The church clock ringed the hour, its resonating tone resounding over the town. Out there dim smoke twisted over the hedgerows as the tank engine peaked the ascent from Dorset. As it drew closer viaduct, the engine driver gave a short blast on the shriek and began to slow the train to stop at the Stratton Halt. There was one and only traveler sitting tight for the 16:10 train to Yeovil. Captain Walter Boyle was coming back to his battalion in France, after a brief time of leave. He joined the Gloucestershire Regiment in 1914 and served bravely in some of the bloodiest battle of the war. Walter had lived an enchanted life yet he harbored a profound internal pain, as he lost two of his brothers in this war.
His elder brother Arthur Boyle was a subaltern in the Welch Regiment and had been killed in December 1914, he was eighteen months his senior. James Boyle, his youngest sibling was additionally in the Welch Regiment, had passed on subsequent to being shot by a sniper in March 1917, two months prior. He was nineteen years of age.

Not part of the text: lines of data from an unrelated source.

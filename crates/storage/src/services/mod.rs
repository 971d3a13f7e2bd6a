pub mod qualification;
pub mod ranking;
pub mod roster;
pub mod rounds;
pub mod scoring;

This had been an extremely traumatic and painful period for Walter Boyle and he had lost confidence in God. He despised the God for allowing this is to happen to him. A part of him was happy to be getting away from this torment by rejoining his regiment for what was hopefully being termed as the 'last big push'. Anyway, he had heard this before and knew the truth would be to a degree different. Actually, he covertly despaired the mass killing. The train gradually pulled far from Stratton Halt and his town vanished into the abyss as the train started to get speed. His train was held up for 10 minutes on the busy Yeovil Junction. He now had 35 minutes to wait for his train to Waterloo where he had planned to spend the night before proceeding with his excursion to Southampton the following day. He needed to visit his shirt maker in Jermyn Street before getting the early afternoon train.